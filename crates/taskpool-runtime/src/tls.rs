//! Thread-local "current worker id".
//!
//! A `Cell` in a `thread_local!` block, written once by a worker thread
//! on entry and read by [`crate::pool::Pool::post`] to bias dispatch
//! toward the caller's own queue. Reads from any non-worker thread
//! return [`taskpool_core::constants::WORKER_ID_NONE`].

use std::cell::Cell;
use taskpool_core::constants::WORKER_ID_NONE;

thread_local! {
    static CURRENT_WORKER_ID: Cell<usize> = const { Cell::new(WORKER_ID_NONE) };
}

/// Bind this OS thread to `id`. Called exactly once, by the worker
/// thread itself, on entry to its execution loop.
pub(crate) fn set_current_worker_id(id: usize) {
    CURRENT_WORKER_ID.with(|cell| cell.set(id));
}

/// The calling thread's worker id, or [`WORKER_ID_NONE`] if it is not
/// one of a pool's worker threads.
///
/// [`WORKER_ID_NONE`]: taskpool_core::constants::WORKER_ID_NONE
pub fn current_worker_id() -> usize {
    CURRENT_WORKER_ID.with(|cell| cell.get())
}
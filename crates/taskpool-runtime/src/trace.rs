//! Optional, programmatic debug tracing.
//!
//! A callback a caller opts into through [`crate::config::PoolOptions`]
//! — the hot path pays nothing when it is `None`, and nothing here reads
//! the environment.

use std::sync::Arc;

/// A diagnostic event emitted by a worker or the pool.
///
/// Carries no payload from the task itself: tracing is an observability
/// hook, not a result channel.
#[derive(Debug, Clone, Copy, PartialEq, Eq)]
pub enum TraceEvent {
    /// A worker found no local or stealable work and parked.
    WorkerParked { worker: usize },
    /// A parked worker was woken.
    WorkerWoken { worker: usize },
    /// `worker` popped a task out of `victim`'s queue.
    TaskStolen { thief: usize, victim: usize },
    /// A `try_post` onto `worker`'s queue found it full.
    QueueFull { worker: usize },
    /// A task's invocation unwound; the worker suppressed it and continued.
    TaskPanicked { worker: usize },
}

/// A sink for [`TraceEvent`]s, shared by every worker and the pool.
pub type Trace = Arc<dyn Fn(TraceEvent) + Send + Sync>;

/// Invoke `trace` with `event` if a sink is configured.
#[inline]
pub(crate) fn emit(trace: &Option<Trace>, event: TraceEvent) {
    if let Some(sink) = trace {
        sink(event);
    }
}
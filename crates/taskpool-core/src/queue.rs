//! A bounded, lock-free, multi-producer/multi-consumer ring queue.
//!
//! Vyukov-style: each cell carries its own sequence counter, so producers
//! and consumers coordinate without a lock, synchronizing only through
//! the cell they are actually touching.

use crate::constants::CACHE_LINE_SIZE;
use crate::error::QueueError;
use std::cell::UnsafeCell;
use std::mem::MaybeUninit;
use std::sync::atomic::{AtomicUsize, Ordering};

#[repr(align(64))]
struct CachePadded<T>(T);

struct Cell<T> {
    sequence: AtomicUsize,
    value: UnsafeCell<MaybeUninit<T>>,
}

const _: () = assert!(CACHE_LINE_SIZE == 64, "padding assumes 64-byte cache lines");

/// A bounded MPMC queue of power-of-two capacity.
///
/// `push` and `pop` never block; each returns immediately whether or not
/// it succeeded. A failed `push` hands the value back rather than
/// dropping it, so callers can retry elsewhere. Safe to share across any
/// number of producer and consumer threads via `&RingQueue<T>`.
pub struct RingQueue<T> {
    buffer: Box<[Cell<T>]>,
    mask: usize,
    enqueue_pos: CachePadded<AtomicUsize>,
    dequeue_pos: CachePadded<AtomicUsize>,
}

impl<T> RingQueue<T> {
    /// Build a queue holding up to `capacity` items.
    ///
    /// `capacity` must be a power of two and at least 2.
    pub fn new(capacity: usize) -> Result<Self, QueueError> {
        if capacity < 2 || !capacity.is_power_of_two() {
            return Err(QueueError::invalid_capacity(capacity));
        }

        let buffer = (0..capacity)
            .map(|i| Cell {
                sequence: AtomicUsize::new(i),
                value: UnsafeCell::new(MaybeUninit::uninit()),
            })
            .collect::<Vec<_>>()
            .into_boxed_slice();

        Ok(Self {
            buffer,
            mask: capacity - 1,
            enqueue_pos: CachePadded(AtomicUsize::new(0)),
            dequeue_pos: CachePadded(AtomicUsize::new(0)),
        })
    }

    /// The queue's fixed capacity.
    pub fn capacity(&self) -> usize {
        self.mask + 1
    }

    /// Attempt to enqueue `value`.
    ///
    /// On success the value has been moved into the queue. On failure
    /// (the queue is full) `value` is handed back to the caller rather
    /// than dropped, so a caller can retry elsewhere.
    pub fn push(&self, value: T) -> Result<(), T> {
        let mut pos = self.enqueue_pos.0.load(Ordering::Relaxed);
        loop {
            let cell = &self.buffer[pos & self.mask];
            let seq = cell.sequence.load(Ordering::Acquire);
            let diff = seq as isize - pos as isize;

            if diff == 0 {
                match self.enqueue_pos.0.compare_exchange_weak(
                    pos,
                    pos + 1,
                    Ordering::Relaxed,
                    Ordering::Relaxed,
                ) {
                    Ok(_) => {
                        unsafe { (*cell.value.get()).write(value) };
                        cell.sequence.store(pos + 1, Ordering::Release);
                        return Ok(());
                    }
                    Err(current) => pos = current,
                }
            } else if diff < 0 {
                return Err(value);
            } else {
                pos = self.enqueue_pos.0.load(Ordering::Relaxed);
            }
        }
    }

    /// Attempt to dequeue the oldest value. Returns `None` if empty.
    pub fn pop(&self) -> Option<T> {
        let mut pos = self.dequeue_pos.0.load(Ordering::Relaxed);
        loop {
            let cell = &self.buffer[pos & self.mask];
            let seq = cell.sequence.load(Ordering::Acquire);
            let diff = seq as isize - (pos + 1) as isize;

            if diff == 0 {
                match self.dequeue_pos.0.compare_exchange_weak(
                    pos,
                    pos + 1,
                    Ordering::Relaxed,
                    Ordering::Relaxed,
                ) {
                    Ok(_) => {
                        let value = unsafe { (*cell.value.get()).assume_init_read() };
                        cell.sequence
                            .store(pos + self.capacity(), Ordering::Release);
                        return Some(value);
                    }
                    Err(current) => pos = current,
                }
            } else if diff < 0 {
                return None;
            } else {
                pos = self.dequeue_pos.0.load(Ordering::Relaxed);
            }
        }
    }

    /// `true` if the queue currently holds no items.
    ///
    /// Racy under concurrent use; intended for diagnostics only.
    pub fn is_empty(&self) -> bool {
        self.dequeue_pos.0.load(Ordering::Relaxed) == self.enqueue_pos.0.load(Ordering::Relaxed)
    }
}

impl<T> Drop for RingQueue<T> {
    fn drop(&mut self) {
        let dequeue = *self.dequeue_pos.0.get_mut();
        let enqueue = *self.enqueue_pos.0.get_mut();
        for pos in dequeue..enqueue {
            let cell = &mut self.buffer[pos & self.mask];
            unsafe { cell.value.get_mut().assume_init_drop() };
        }
    }
}

// Safety: every cell access is gated by the sequence-counter protocol
// above, which hands each element to exactly one thread at a time.
unsafe impl<T: Send> Send for RingQueue<T> {}
unsafe impl<T: Send> Sync for RingQueue<T> {}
######
▸ WHAT THE TASK ASKS
An exact repetition of all the entries is required.

▸ EXPECTED ANSWER
filename crates/taskpool-runtime/src/tls.rs
//! Thread-local "current worker id".
//!
//! A `Cell` in a `thread_local!` block, written once by a worker thread
//! on entry and read by [`crate::pool::Pool::post`] to bias dispatch
//! toward the caller's own queue. Reads from any non-worker thread
//! return [`taskpool_core::constants::WORKER_ID_NONE`].

use std::cell::Cell;
use taskpool_core::constants::WORKER_ID_NONE;

thread_local! {
    static CURRENT_WORKER_ID: Cell<usize> = const { Cell::new(WORKER_ID_NONE) };
}

/// Bind this OS thread to `id`. Called exactly once, by the worker
/// thread itself, on entry to its execution loop.
pub(crate) fn set_current_worker_id(id: usize) {
    CURRENT_WORKER_ID.with(|cell| cell.set(id));
}

/// The calling thread's worker id, or [`WORKER_ID_NONE`] if it is not
/// one of a pool's worker threads.
///
/// [`WORKER_ID_NONE`]: taskpool_core::constants::WORKER_ID_NONE
pub fn current_worker_id() -> usize {
    CURRENT_WORKER_ID.with(|cell| cell.get())
}
filename crates/taskpool-runtime/src/trace.rs
//! Optional, programmatic debug tracing.
//!
//! A callback a caller opts into through [`crate::config::PoolOptions`]
//! — the hot path pays nothing when it is `None`, and nothing here reads
//! the environment.

use std::sync::Arc;

/// A diagnostic event emitted by a worker or the pool.
///
/// Carries no payload from the task itself: tracing is an observability
/// hook, not a result channel.
#[derive(Debug, Clone, Copy, PartialEq, Eq)]
pub enum TraceEvent {
    /// A worker found no local or stealable work and parked.
    WorkerParked { worker: usize },
    /// A parked worker was woken.
    WorkerWoken { worker: usize },
    /// `worker` popped a task out of `victim`'s queue.
    TaskStolen { thief: usize, victim: usize },
    /// A `try_post` onto `worker`'s queue found it full.
    QueueFull { worker: usize },
    /// A task's invocation unwound; the worker suppressed it and continued.
    TaskPanicked { worker: usize },
}

/// A sink for [`TraceEvent`]s, shared by every worker and the pool.
pub type Trace = Arc<dyn Fn(TraceEvent) + Send + Sync>;

/// Invoke `trace` with `event` if a sink is configured.
#[inline]
pub(crate) fn emit(trace: &Option<Trace>, event: TraceEvent) {
    if let Some(sink) = trace {
        sink(event);
    }
}
filename crates/taskpool-core/src/queue.rs
//! A bounded, lock-free, multi-producer/multi-consumer ring queue.
//!
//! Vyukov-style: each cell carries its own sequence counter, so producers
//! and consumers coordinate without a lock, synchronizing only through
//! the cell they are actually touching.

use crate::constants::CACHE_LINE_SIZE;
use crate::error::QueueError;
use std::cell::UnsafeCell;
use std::mem::MaybeUninit;
use std::sync::atomic::{AtomicUsize, Ordering};

#[repr(align(64))]
struct CachePadded<T>(T);

struct Cell<T> {
    sequence: AtomicUsize,
    value: UnsafeCell<MaybeUninit<T>>,
}

const _: () = assert!(CACHE_LINE_SIZE == 64, "padding assumes 64-byte cache lines");

/// A bounded MPMC queue of power-of-two capacity.
///
/// `push` and `pop` never block; each returns immediately whether or not
/// it succeeded. A failed `push` hands the value back rather than
/// dropping it, so callers can retry elsewhere. Safe to share across any
/// number of producer and consumer threads via `&RingQueue<T>`.
pub struct RingQueue<T> {
    buffer: Box<[Cell<T>]>,
    mask: usize,
    enqueue_pos: CachePadded<AtomicUsize>,
    dequeue_pos: CachePadded<AtomicUsize>,
}

impl<T> RingQueue<T> {
    /// Build a queue holding up to `capacity` items.
    ///
    /// `capacity` must be a power of two and at least 2.
    pub fn new(capacity: usize) -> Result<Self, QueueError> {
        if capacity < 2 || !capacity.is_power_of_two() {
            return Err(QueueError::invalid_capacity(capacity));
        }

        let buffer = (0..capacity)
            .map(|i| Cell {
                sequence: AtomicUsize::new(i),
                value: UnsafeCell::new(MaybeUninit::uninit()),
            })
            .collect::<Vec<_>>()
            .into_boxed_slice();

        Ok(Self {
            buffer,
            mask: capacity - 1,
            enqueue_pos: CachePadded(AtomicUsize::new(0)),
            dequeue_pos: CachePadded(AtomicUsize::new(0)),
        })
    }

    /// The queue's fixed capacity.
    pub fn capacity(&self) -> usize {
        self.mask + 1
    }

    /// Attempt to enqueue `value`.
    ///
    /// On success the value has been moved into the queue. On failure
    /// (the queue is full) `value` is handed back to the caller rather
    /// than dropped, so a caller can retry elsewhere.
    pub fn push(&self, value: T) -> Result<(), T> {
        let mut pos = self.enqueue_pos.0.load(Ordering::Relaxed);
        loop {
            let cell = &self.buffer[pos & self.mask];
            let seq = cell.sequence.load(Ordering::Acquire);
            let diff = seq as isize - pos as isize;

            if diff == 0 {
                match self.enqueue_pos.0.compare_exchange_weak(
                    pos,
                    pos + 1,
                    Ordering::Relaxed,
                    Ordering::Relaxed,
                ) {
                    Ok(_) => {
                        unsafe { (*cell.value.get()).write(value) };
                        cell.sequence.store(pos + 1, Ordering::Release);
                        return Ok(());
                    }
                    Err(current) => pos = current,
                }
            } else if diff < 0 {
                return Err(value);
            } else {
                pos = self.enqueue_pos.0.load(Ordering::Relaxed);
            }
        }
    }

    /// Attempt to dequeue the oldest value. Returns `None` if empty.
    pub fn pop(&self) -> Option<T> {
        let mut pos = self.dequeue_pos.0.load(Ordering::Relaxed);
        loop {
            let cell = &self.buffer[pos & self.mask];
            let seq = cell.sequence.load(Ordering::Acquire);
            let diff = seq as isize - (pos + 1) as isize;

            if diff == 0 {
                match self.dequeue_pos.0.compare_exchange_weak(
                    pos,
                    pos + 1,
                    Ordering::Relaxed,
                    Ordering::Relaxed,
                ) {
                    Ok(_) => {
                        let value = unsafe { (*cell.value.get()).assume_init_read() };
                        cell.sequence
                            .store(pos + self.capacity(), Ordering::Release);
                        return Some(value);
                    }
                    Err(current) => pos = current,
                }
            } else if diff < 0 {
                return None;
            } else {
                pos = self.dequeue_pos.0.load(Ordering::Relaxed);
            }
        }
    }

    /// `true` if the queue currently holds no items.
    ///
    /// Racy under concurrent use; intended for diagnostics only.
    pub fn is_empty(&self) -> bool {
        self.dequeue_pos.0.load(Ordering::Relaxed) == self.enqueue_pos.0.load(Ordering::Relaxed)
    }
}

impl<T> Drop for RingQueue<T> {
    fn drop(&mut self) {
        let dequeue = *self.dequeue_pos.0.get_mut();
        let enqueue = *self.enqueue_pos.0.get_mut();
        for pos in dequeue..enqueue {
            let cell = &mut self.buffer[pos & self.mask];
            unsafe { cell.value.get_mut().assume_init_drop() };
        }
    }
}

// Safety: every cell access is gated by the sequence-counter protocol
// above, which hands each element to exactly one thread at a time.
unsafe impl<T: Send> Send for RingQueue<T> {}
unsafe impl<T: Send> Sync for RingQueue<T> {}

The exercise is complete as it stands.